-- What is required --
Please say how many lines below include the word "usize", with nothing beyond the number.

-- Task inputs --
++++++++++++++++++++

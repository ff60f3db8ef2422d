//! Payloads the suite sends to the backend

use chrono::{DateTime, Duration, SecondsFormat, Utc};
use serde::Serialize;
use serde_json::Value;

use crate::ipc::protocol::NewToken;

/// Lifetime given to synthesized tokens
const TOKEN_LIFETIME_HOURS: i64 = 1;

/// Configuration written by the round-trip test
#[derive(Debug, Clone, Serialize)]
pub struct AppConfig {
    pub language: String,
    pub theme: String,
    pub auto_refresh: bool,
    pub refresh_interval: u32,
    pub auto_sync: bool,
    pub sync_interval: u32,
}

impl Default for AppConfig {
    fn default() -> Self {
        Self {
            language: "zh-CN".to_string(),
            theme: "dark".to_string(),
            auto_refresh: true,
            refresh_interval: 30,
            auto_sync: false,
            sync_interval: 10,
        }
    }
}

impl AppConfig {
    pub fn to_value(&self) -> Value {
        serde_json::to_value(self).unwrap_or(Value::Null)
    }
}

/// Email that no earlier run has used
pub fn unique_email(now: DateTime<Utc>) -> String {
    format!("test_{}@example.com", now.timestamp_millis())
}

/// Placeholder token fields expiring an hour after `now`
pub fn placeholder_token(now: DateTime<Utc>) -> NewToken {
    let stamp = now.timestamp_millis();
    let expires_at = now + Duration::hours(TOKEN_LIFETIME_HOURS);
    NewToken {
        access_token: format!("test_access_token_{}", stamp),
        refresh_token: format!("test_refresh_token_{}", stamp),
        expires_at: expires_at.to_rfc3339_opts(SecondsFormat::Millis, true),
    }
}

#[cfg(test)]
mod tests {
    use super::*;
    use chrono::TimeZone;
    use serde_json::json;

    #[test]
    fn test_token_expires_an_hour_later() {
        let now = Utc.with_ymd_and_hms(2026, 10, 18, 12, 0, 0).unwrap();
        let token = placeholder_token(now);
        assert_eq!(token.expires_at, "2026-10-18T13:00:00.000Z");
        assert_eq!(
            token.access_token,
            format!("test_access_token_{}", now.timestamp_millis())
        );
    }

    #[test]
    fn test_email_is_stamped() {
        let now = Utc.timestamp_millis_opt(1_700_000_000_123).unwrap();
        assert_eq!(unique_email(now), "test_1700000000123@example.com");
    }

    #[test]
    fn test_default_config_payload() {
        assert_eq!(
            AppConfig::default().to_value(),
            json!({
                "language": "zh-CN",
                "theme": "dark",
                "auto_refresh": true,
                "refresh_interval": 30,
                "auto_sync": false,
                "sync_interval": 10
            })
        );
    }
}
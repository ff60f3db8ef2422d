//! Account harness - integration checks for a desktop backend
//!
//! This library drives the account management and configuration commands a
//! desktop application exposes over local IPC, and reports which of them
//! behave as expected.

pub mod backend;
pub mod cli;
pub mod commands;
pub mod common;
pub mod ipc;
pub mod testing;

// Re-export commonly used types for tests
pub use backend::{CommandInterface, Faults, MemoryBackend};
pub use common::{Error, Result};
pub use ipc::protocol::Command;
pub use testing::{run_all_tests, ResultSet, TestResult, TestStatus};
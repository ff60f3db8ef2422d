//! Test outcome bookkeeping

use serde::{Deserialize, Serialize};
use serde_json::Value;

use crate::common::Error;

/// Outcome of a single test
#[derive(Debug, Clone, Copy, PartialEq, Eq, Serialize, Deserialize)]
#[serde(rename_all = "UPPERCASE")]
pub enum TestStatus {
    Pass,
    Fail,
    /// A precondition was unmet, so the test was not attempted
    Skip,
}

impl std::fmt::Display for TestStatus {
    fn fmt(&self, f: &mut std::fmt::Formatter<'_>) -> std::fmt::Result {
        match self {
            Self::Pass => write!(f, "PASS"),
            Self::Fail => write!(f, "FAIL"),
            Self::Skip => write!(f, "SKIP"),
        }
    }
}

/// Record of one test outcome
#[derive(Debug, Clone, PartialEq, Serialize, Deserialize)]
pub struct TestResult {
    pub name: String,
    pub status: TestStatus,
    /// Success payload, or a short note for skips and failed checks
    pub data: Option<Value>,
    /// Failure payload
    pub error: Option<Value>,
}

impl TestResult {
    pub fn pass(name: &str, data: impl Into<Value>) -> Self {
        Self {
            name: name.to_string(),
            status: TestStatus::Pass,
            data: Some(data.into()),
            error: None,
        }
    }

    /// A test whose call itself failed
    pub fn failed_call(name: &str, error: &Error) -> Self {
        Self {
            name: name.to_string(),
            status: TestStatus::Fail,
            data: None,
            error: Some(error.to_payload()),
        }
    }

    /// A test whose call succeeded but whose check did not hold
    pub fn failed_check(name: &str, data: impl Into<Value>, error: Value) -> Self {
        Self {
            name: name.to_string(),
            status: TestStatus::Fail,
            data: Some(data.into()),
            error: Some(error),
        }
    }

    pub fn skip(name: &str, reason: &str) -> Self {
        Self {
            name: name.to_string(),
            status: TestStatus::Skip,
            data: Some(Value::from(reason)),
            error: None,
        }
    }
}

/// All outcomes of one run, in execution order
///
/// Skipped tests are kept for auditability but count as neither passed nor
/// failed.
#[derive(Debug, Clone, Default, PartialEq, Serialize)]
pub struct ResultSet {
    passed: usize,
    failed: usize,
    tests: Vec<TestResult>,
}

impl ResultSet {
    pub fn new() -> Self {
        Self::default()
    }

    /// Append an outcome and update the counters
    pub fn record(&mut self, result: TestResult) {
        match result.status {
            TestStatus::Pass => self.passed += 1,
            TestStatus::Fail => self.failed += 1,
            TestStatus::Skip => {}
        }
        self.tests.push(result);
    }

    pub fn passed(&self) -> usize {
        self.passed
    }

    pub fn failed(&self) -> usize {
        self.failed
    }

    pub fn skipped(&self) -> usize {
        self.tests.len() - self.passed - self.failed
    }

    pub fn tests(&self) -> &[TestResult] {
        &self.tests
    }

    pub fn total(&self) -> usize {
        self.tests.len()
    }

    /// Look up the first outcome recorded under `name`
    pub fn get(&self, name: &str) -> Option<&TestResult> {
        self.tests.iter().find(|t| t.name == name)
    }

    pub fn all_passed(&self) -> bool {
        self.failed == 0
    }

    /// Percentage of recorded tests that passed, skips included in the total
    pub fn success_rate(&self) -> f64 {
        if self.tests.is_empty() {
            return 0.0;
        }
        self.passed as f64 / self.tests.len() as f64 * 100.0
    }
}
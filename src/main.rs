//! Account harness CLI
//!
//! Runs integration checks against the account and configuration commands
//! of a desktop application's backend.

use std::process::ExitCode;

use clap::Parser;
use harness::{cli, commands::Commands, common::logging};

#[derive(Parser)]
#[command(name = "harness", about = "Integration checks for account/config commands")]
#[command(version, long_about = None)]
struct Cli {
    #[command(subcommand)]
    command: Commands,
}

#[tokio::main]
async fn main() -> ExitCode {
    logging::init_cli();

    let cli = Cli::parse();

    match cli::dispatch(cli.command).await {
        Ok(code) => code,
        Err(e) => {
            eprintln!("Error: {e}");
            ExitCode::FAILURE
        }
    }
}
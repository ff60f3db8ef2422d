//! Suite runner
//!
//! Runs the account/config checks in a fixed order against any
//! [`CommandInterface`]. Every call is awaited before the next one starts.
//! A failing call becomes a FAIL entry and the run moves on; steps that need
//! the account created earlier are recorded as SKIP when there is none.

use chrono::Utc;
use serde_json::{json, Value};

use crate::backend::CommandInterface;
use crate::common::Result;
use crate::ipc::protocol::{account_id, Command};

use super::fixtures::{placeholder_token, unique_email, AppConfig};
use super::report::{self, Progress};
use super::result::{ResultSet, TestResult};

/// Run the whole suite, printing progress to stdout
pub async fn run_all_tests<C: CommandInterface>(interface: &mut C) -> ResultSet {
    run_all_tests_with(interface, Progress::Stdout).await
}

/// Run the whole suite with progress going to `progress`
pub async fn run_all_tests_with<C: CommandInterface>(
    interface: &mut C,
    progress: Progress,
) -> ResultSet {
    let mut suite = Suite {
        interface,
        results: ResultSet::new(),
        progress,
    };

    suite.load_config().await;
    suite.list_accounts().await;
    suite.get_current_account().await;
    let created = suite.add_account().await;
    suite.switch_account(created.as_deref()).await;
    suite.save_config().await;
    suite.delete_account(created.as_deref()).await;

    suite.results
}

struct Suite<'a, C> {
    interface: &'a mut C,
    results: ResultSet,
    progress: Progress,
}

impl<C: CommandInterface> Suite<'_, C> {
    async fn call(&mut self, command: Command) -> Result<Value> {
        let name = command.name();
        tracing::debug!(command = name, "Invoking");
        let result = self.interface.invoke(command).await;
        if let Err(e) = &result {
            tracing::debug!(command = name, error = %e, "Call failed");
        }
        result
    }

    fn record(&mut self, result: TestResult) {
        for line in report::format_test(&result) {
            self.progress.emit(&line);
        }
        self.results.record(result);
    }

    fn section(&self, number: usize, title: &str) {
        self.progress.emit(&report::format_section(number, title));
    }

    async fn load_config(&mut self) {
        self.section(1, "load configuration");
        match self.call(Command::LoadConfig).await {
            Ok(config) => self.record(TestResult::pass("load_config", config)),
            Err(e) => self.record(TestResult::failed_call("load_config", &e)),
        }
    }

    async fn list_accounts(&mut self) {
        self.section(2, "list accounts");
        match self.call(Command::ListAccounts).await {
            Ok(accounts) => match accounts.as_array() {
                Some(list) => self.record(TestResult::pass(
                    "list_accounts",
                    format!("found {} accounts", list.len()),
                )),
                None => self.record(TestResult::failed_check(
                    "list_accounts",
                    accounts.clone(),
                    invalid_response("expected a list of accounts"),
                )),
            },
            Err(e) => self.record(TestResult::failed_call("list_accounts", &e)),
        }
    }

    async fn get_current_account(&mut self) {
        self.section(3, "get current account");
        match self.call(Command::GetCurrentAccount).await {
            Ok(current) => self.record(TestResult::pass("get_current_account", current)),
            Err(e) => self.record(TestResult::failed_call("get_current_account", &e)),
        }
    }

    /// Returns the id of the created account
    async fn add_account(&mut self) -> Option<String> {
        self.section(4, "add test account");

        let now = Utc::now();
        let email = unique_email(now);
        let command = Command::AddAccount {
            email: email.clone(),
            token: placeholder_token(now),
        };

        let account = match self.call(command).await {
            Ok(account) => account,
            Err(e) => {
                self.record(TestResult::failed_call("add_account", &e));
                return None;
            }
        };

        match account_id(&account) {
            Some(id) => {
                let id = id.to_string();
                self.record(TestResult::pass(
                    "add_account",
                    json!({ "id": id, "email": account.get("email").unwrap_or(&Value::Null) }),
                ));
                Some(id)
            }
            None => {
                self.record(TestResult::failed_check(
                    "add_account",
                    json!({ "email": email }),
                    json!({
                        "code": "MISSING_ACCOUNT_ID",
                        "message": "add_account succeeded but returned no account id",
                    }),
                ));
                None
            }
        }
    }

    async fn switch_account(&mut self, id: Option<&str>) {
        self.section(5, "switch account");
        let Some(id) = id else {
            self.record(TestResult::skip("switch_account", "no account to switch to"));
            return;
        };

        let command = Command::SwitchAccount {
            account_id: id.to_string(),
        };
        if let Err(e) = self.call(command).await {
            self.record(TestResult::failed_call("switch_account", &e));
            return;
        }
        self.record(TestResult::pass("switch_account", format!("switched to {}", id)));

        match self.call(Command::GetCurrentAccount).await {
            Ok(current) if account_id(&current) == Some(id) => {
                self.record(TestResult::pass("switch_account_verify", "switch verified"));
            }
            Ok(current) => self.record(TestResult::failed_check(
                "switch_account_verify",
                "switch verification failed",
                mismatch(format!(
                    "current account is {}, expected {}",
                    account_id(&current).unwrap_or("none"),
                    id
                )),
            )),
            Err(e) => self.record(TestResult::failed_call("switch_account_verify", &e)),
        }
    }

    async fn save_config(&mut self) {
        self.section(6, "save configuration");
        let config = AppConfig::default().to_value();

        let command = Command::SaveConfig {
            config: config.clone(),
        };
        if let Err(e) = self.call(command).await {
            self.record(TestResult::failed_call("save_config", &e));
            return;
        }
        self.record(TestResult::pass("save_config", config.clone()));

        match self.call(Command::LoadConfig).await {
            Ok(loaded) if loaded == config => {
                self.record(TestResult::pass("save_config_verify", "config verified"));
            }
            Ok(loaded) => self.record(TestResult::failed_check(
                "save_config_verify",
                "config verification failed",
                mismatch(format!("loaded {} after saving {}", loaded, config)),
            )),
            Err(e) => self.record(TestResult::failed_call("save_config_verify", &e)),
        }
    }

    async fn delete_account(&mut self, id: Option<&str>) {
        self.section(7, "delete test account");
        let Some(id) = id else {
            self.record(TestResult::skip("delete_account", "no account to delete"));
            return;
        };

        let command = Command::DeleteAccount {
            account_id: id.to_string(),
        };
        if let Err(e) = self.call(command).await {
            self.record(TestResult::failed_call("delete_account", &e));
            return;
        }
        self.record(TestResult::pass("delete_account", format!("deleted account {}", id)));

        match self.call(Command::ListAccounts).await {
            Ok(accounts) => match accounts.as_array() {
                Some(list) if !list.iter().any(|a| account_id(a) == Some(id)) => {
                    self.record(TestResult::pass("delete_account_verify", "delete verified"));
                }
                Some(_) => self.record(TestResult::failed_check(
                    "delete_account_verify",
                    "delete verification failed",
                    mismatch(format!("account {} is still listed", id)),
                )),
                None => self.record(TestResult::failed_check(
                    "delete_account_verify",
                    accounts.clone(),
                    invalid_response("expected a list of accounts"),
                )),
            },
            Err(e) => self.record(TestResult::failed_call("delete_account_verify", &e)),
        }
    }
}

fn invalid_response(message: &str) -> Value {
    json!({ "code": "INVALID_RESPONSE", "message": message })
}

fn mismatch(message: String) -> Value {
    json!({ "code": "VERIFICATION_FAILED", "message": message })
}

++++++++++++++++++++

-- Answer space --
7